ABOUT THIS TASK >> Take the lines below from the first through the one that contains "pub fn new(edge_base_url: &str)" and copy them exactly.
↓
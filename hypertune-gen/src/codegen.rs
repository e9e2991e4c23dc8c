//! An HTTP client for the Hypertune codegen service.
use std::fmt;

use anyhow::{bail, Context, Result};
use reqwest::{StatusCode, Url};
use serde::{Deserialize, Serialize};

pub const DEFAULT_EDGE_BASE_URL: &str = "https://edge.hypertune.com";

const CODEGEN_ENDPOINT: &str = "/codegen";

/// Generation options sent to the service.
#[derive(Debug, Serialize)]
#[serde(rename_all = "camelCase")]
pub struct CodegenRequest<'a> {
    pub sdk_type: &'a str,
    pub language: &'a str,
    /// Literal GraphQL initialization query. `None` lets the service pick its default.
    pub query: Option<&'a str>,
    pub include_token: bool,
    pub include_fallback: bool,
    pub sdk_version: &'a str,
    pub package_name: &'a str,
}

#[derive(Debug, Deserialize)]
pub struct CodegenResponse {
    #[serde(default)]
    pub files: Vec<CodegenFile>,
    #[serde(default)]
    pub messages: Vec<CodegenMessage>,
}

#[derive(Debug, Clone, Deserialize)]
pub struct CodegenFile {
    pub name: String,
    pub content: String,
}

#[derive(Debug, Clone, Deserialize)]
pub struct CodegenMessage {
    pub level: LogLevel,
    pub message: String,
    #[serde(default)]
    pub metadata: Option<serde_json::Value>,
}

#[derive(Debug, Clone, Copy, PartialEq, Eq, Deserialize)]
pub enum LogLevel {
    Debug,
    Error,
    Info,
    Warn,
}

impl fmt::Display for LogLevel {
    fn fmt(&self, f: &mut fmt::Formatter<'_>) -> fmt::Result {
        f.write_str(match self {
            LogLevel::Debug => "Debug",
            LogLevel::Error => "Error",
            LogLevel::Info => "Info",
            LogLevel::Warn => "Warn",
        })
    }
}

/// A client that requests generated code from the service.
pub struct CodegenClient {
    client: reqwest::blocking::Client,
    base_url: Url,
}

impl CodegenClient {
    pub fn new(edge_base_url: &str) -> Result<CodegenClient> {
        let base_url = Url::parse(edge_base_url).context("failed to parse edgeBaseURL")?;
        Ok(CodegenClient {
            client: reqwest::blocking::Client::new(),
            base_url,
        })
    }

    /// Build the request URL.
    ///
    /// `body` and `token` are form-escaped before being added as query parameters, so they end
    /// up encoded twice on the wire. The service decodes them accordingly.
    pub fn codegen_url(
        &self,
        request: &CodegenRequest<'_>,
        token: &str,
        branch: &str,
    ) -> Result<Url> {
        let body = serde_json::to_string(request).context("failed to marshal request body")?;

        let mut url = self.base_url.clone();
        url.set_path(CODEGEN_ENDPOINT);
        url.query_pairs_mut()
            .append_pair("body", &form_escape(&body))
            .append_pair("branch", branch)
            .append_pair("token", &form_escape(token));
        Ok(url)
    }

    /// Issue the codegen request. There are no retries.
    pub fn fetch(
        &self,
        request: &CodegenRequest<'_>,
        token: &str,
        branch: &str,
    ) -> Result<CodegenResponse> {
        let url = self.codegen_url(request, token, branch)?;

        log::debug!(target: "hypertune_gen", "requesting generated code for branch {branch:?}");
        let response = self
            .client
            .get(url)
            .send()
            .context("failed to make codegen request")?;

        let status = response.status();
        if status != StatusCode::OK {
            let body = response.text().unwrap_or_default();
            bail!(
                "codegen request failed with code: {} and response: {}",
                status.as_u16(),
                body
            );
        }

        let response: CodegenResponse = response
            .json()
            .context("failed to decode codegen response")?;
        log::debug!(
            target: "hypertune_gen",
            "received {} files and {} messages",
            response.files.len(),
            response.messages.len()
        );
        Ok(response)
    }
}

fn form_escape(value: &str) -> String {
    url::form_urlencoded::byte_serialize(value.as_bytes()).collect()
}
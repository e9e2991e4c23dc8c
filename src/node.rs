use std::{fmt, iter::FusedIterator, sync::Arc};

use serde::Serialize;

use crate::engine::{EvaluationEngine, IteratorHandle, IteratorStep, NodeHandle, NodeType, RawNode};
use crate::{Error, Result, Value};

/// A live reference into the evaluation graph of a Hypertune project.
///
/// The root node is returned by [`create()`](crate::create) (or
/// [`create_with_engine()`](crate::create_with_engine)); every other node is reached through
/// [`Node::get_field`] or [`Node::get_items`]. Generated code wraps nodes into typed accessors
/// like [`BoolNode`](crate::BoolNode).
///
/// # Errors
///
/// Navigation never fails loudly. If the engine could not resolve a field, the returned node
/// carries an error flag (see [`Node::has_error`]), and evaluating it fails, which the typed
/// accessors turn into the caller's fallback.
///
/// # Releasing handles
///
/// Each `Node` owns at most one engine handle and releases it exactly once: either explicitly via
/// [`Node::close`], or when the `Node` is dropped. A node whose inputs never reached the engine
/// (e.g. a field name containing a NUL byte) owns no handle and releases nothing. Dropping is deterministic, so scoping a node is
/// enough to release it on every exit path. A node that is leaked (e.g. with
/// [`std::mem::forget`] or through a reference cycle) is never released, and the engine keeps its
/// resources until the process exits.
pub struct Node {
    engine: Arc<dyn EvaluationEngine>,
    /// `None` for failures that never reached the engine; such nodes own nothing.
    handle: Option<NodeHandle>,
    error: bool,
    node_type: NodeType,
    enum_value: Option<String>,
    object_type_name: Option<String>,
    /// Set by `close()` so that `drop()` doesn't release the handle a second time.
    closed: bool,
}

impl Node {
    pub(crate) fn new(engine: Arc<dyn EvaluationEngine>, raw: RawNode) -> Node {
        let RawNode {
            handle,
            error,
            node_type,
            enum_value,
            object_type_name,
        } = raw;

        // Metadata of a failed node is meaningless.
        let (enum_value, object_type_name) = if error {
            (None, None)
        } else {
            (enum_value, object_type_name)
        };

        Node {
            engine,
            handle,
            error,
            node_type,
            enum_value,
            object_type_name,
            closed: false,
        }
    }

    /// Returns `true` if the engine failed to produce this node.
    pub fn has_error(&self) -> bool {
        self.error
    }

    /// Declared type of this node.
    pub fn node_type(&self) -> NodeType {
        self.node_type
    }

    /// Enum literal of this node, if it is an enum.
    pub fn enum_value(&self) -> Option<&str> {
        self.enum_value.as_deref()
    }

    /// Schema type name of this node, if it is an object.
    pub fn object_type_name(&self) -> Option<&str> {
        self.object_type_name.as_deref()
    }

    /// Navigate to the field `field`, passing `arguments` serialized as JSON.
    ///
    /// # Errors
    ///
    /// Returns [`Error::Encode`] if `arguments` cannot be serialized. Failure to resolve the
    /// field is reported through [`Node::has_error`] on the returned node instead.
    ///
    /// # Examples
    ///
    /// ```
    /// # use serde_json::json;
    /// # fn test(root: &hypertune::Node) -> hypertune::Result<()> {
    /// let flag = root.get_field("showNewEditor", &json!({}))?;
    /// let enabled = hypertune::BoolNode::new(&flag).get(false);
    /// # Ok(())
    /// # }
    /// ```
    pub fn get_field<A>(&self, field: &str, arguments: &A) -> Result<Node>
    where
        A: Serialize + ?Sized,
    {
        let arguments_json =
            serde_json::to_string(arguments).map_err(|err| Error::encode("field arguments", err))?;
        Ok(self.get_field_with_json_arguments(field, &arguments_json))
    }

    /// Navigate to the field `field` with already serialized arguments.
    pub fn get_field_with_json_arguments(&self, field: &str, arguments_json: &str) -> Node {
        let raw = match self.handle {
            Some(handle) => self.engine.get_field(handle, field, arguments_json),
            None => RawNode::not_issued(),
        };
        if raw.error {
            log::debug!(target: "hypertune", "failed to get field {field:?}");
        }
        Node::new(self.engine.clone(), raw)
    }

    /// Lazily iterate the items of a list node.
    ///
    /// The returned iterator walks a single cursor inside the engine: it is forward-only and
    /// cannot be restarted. Call `get_items()` again for another pass. Iteration stops at the
    /// end of the list and also on the first engine error.
    pub fn get_items(&self) -> NodeItems<'_> {
        let iterator = self.handle.and_then(|handle| {
            let raw = self.engine.get_items(handle);
            if raw.error {
                log::debug!(target: "hypertune", "failed to get items");
                None
            } else {
                Some(raw.handle)
            }
        });
        NodeItems {
            node: self,
            iterator,
        }
    }

    /// Resolve this node to a concrete value.
    ///
    /// Returns [`Value::Absent`] if the engine produced no value.
    ///
    /// # Errors
    ///
    /// - [`Error::Evaluation`] if the engine flagged the evaluation as failed.
    /// - [`Error::Decode`] if the engine produced bytes that are not valid JSON.
    pub fn evaluate(&self) -> Result<Value> {
        let Some(handle) = self.handle else {
            return Err(Error::Evaluation);
        };
        let result = self.engine.evaluate(handle);
        if result.error {
            return Err(Error::Evaluation);
        }
        Value::from_bytes(&result.bytes)
    }

    /// Report that this node's type doesn't match what the calling code expected.
    pub fn log_unexpected_type_error(&self) {
        log::warn!(target: "hypertune", "unexpected type {:?}", self.node_type);
        if let Some(handle) = self.handle {
            self.engine.log_unexpected_type_error(handle);
        }
    }

    /// Report that `value`, as decoded from this node, doesn't match what the calling code
    /// expected.
    pub fn log_unexpected_value_error(&self, value: &Value) {
        log::warn!(target: "hypertune", value:serde; "unexpected value for {:?} node", self.node_type);
        if let Some(handle) = self.handle {
            self.engine.log_unexpected_value_error(handle, value);
        }
    }

    /// Block until the engine has its first configuration snapshot.
    ///
    /// There is no timeout. If you need one, call this from a separate thread and stop waiting
    /// for it after your deadline.
    pub fn wait_for_initialization(&self) {
        if let Some(handle) = self.handle {
            self.engine.wait_for_initialization(handle);
        }
    }

    /// Send buffered log events now. Blocks until done.
    pub fn flush_logs(&self) {
        if let Some(handle) = self.handle {
            self.engine.flush_logs(handle);
        }
    }

    /// Close this node, releasing its handle now.
    ///
    /// Dropping the node releases the handle as well, so there's no need to call `close()` on
    /// nodes that go out of scope anyway. Calling it on the root node makes the shutdown point
    /// explicit.
    pub fn close(mut self) {
        if let Some(handle) = self.handle {
            self.engine.close_node(handle);
        }
        self.closed = true;
    }
}

impl Drop for Node {
    fn drop(&mut self) {
        if let (false, Some(handle)) = (self.closed, self.handle) {
            self.engine.free_node(handle);
        }
    }
}

impl fmt::Debug for Node {
    fn fmt(&self, f: &mut fmt::Formatter<'_>) -> fmt::Result {
        f.debug_struct("Node")
            .field("handle", &self.handle)
            .field("error", &self.error)
            .field("node_type", &self.node_type)
            .field("enum_value", &self.enum_value)
            .field("object_type_name", &self.object_type_name)
            .finish()
    }
}

/// Iterator over the items of a list node. See [`Node::get_items`].
pub struct NodeItems<'a> {
    node: &'a Node,
    /// `None` once the cursor is exhausted or failed.
    iterator: Option<IteratorHandle>,
}

impl<'a> Iterator for NodeItems<'a> {
    type Item = Node;

    fn next(&mut self) -> Option<Node> {
        let iterator = self.iterator?;
        match self.node.engine.iterator_next(iterator) {
            IteratorStep::Next(raw) => Some(Node::new(self.node.engine.clone(), raw)),
            IteratorStep::Failed => {
                log::debug!(target: "hypertune", "failed to get next item");
                self.iterator = None;
                None
            }
            IteratorStep::Consumed => {
                self.iterator = None;
                None
            }
        }
    }
}

impl<'a> FusedIterator for NodeItems<'a> {}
↑
THE COMPLETED TASK >>
filename hypertune-gen/src/codegen.rs
repository e9e2991e4c23dc8c
//! An HTTP client for the Hypertune codegen service.
use std::fmt;

use anyhow::{bail, Context, Result};
use reqwest::{StatusCode, Url};
use serde::{Deserialize, Serialize};

pub const DEFAULT_EDGE_BASE_URL: &str = "https://edge.hypertune.com";

const CODEGEN_ENDPOINT: &str = "/codegen";

/// Generation options sent to the service.
#[derive(Debug, Serialize)]
#[serde(rename_all = "camelCase")]
pub struct CodegenRequest<'a> {
    pub sdk_type: &'a str,
    pub language: &'a str,
    /// Literal GraphQL initialization query. `None` lets the service pick its default.
    pub query: Option<&'a str>,
    pub include_token: bool,
    pub include_fallback: bool,
    pub sdk_version: &'a str,
    pub package_name: &'a str,
}

#[derive(Debug, Deserialize)]
pub struct CodegenResponse {
    #[serde(default)]
    pub files: Vec<CodegenFile>,
    #[serde(default)]
    pub messages: Vec<CodegenMessage>,
}

#[derive(Debug, Clone, Deserialize)]
pub struct CodegenFile {
    pub name: String,
    pub content: String,
}

#[derive(Debug, Clone, Deserialize)]
pub struct CodegenMessage {
    pub level: LogLevel,
    pub message: String,
    #[serde(default)]
    pub metadata: Option<serde_json::Value>,
}

#[derive(Debug, Clone, Copy, PartialEq, Eq, Deserialize)]
pub enum LogLevel {
    Debug,
    Error,
    Info,
    Warn,
}

impl fmt::Display for LogLevel {
    fn fmt(&self, f: &mut fmt::Formatter<'_>) -> fmt::Result {
        f.write_str(match self {
            LogLevel::Debug => "Debug",
            LogLevel::Error => "Error",
            LogLevel::Info => "Info",
            LogLevel::Warn => "Warn",
        })
    }
}

/// A client that requests generated code from the service.
pub struct CodegenClient {
    client: reqwest::blocking::Client,
    base_url: Url,
}

impl CodegenClient {
    pub fn new(edge_base_url: &str) -> Result<CodegenClient> {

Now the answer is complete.